▶ _YOUR INSTRUCTIONS_
Copy all lines holding the word "action" from the entries.

▶ _THE DATA_

== == ==

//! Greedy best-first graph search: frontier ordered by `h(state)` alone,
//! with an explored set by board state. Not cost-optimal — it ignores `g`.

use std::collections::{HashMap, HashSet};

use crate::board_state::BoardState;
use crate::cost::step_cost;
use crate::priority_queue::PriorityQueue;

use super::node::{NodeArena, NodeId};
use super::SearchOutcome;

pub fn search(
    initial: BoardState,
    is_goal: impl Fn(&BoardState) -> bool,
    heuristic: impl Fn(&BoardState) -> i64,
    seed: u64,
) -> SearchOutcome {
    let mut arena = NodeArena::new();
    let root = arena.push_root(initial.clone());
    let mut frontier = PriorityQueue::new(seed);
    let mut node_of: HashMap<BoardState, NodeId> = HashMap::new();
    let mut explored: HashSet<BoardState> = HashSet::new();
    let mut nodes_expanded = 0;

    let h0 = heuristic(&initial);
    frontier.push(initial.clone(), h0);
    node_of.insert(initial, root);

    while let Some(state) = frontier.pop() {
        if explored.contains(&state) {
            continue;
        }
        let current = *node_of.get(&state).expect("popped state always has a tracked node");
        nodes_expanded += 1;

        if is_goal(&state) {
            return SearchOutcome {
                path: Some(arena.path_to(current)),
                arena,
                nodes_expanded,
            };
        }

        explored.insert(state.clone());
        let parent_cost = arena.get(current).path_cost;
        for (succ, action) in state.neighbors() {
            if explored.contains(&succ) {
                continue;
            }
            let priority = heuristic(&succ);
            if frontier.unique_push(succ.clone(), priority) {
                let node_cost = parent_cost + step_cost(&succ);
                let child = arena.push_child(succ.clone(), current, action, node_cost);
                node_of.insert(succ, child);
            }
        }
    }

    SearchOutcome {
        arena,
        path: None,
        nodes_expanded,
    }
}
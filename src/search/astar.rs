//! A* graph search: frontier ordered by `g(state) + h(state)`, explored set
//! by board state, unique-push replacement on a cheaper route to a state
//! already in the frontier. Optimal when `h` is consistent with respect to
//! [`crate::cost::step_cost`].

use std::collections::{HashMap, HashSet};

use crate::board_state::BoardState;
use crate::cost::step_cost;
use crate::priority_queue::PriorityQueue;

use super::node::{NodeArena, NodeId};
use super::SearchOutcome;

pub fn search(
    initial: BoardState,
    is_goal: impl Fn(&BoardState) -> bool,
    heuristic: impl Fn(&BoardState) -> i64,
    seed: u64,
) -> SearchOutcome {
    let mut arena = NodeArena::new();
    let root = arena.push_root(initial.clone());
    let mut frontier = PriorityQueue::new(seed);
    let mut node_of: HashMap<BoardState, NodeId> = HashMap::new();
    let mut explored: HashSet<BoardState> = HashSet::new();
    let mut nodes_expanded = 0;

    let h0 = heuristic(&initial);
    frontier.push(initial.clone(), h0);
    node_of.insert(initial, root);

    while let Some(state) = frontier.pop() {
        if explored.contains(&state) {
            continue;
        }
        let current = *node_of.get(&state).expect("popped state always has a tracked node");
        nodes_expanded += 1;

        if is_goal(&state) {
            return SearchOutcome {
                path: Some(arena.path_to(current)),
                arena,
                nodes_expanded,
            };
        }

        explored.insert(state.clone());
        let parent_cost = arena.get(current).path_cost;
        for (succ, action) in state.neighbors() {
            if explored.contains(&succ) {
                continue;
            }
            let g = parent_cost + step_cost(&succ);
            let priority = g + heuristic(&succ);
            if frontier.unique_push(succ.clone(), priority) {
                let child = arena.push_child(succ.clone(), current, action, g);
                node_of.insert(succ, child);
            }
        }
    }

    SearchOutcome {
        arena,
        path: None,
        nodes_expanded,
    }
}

== == ==

▶ _SOLUTION FOR THIS PROBLEM_
        for (succ, action) in state.neighbors() {
                let child = arena.push_child(succ.clone(), current, action, node_cost);
        for (succ, action) in state.neighbors() {
                let child = arena.push_child(succ.clone(), current, action, g);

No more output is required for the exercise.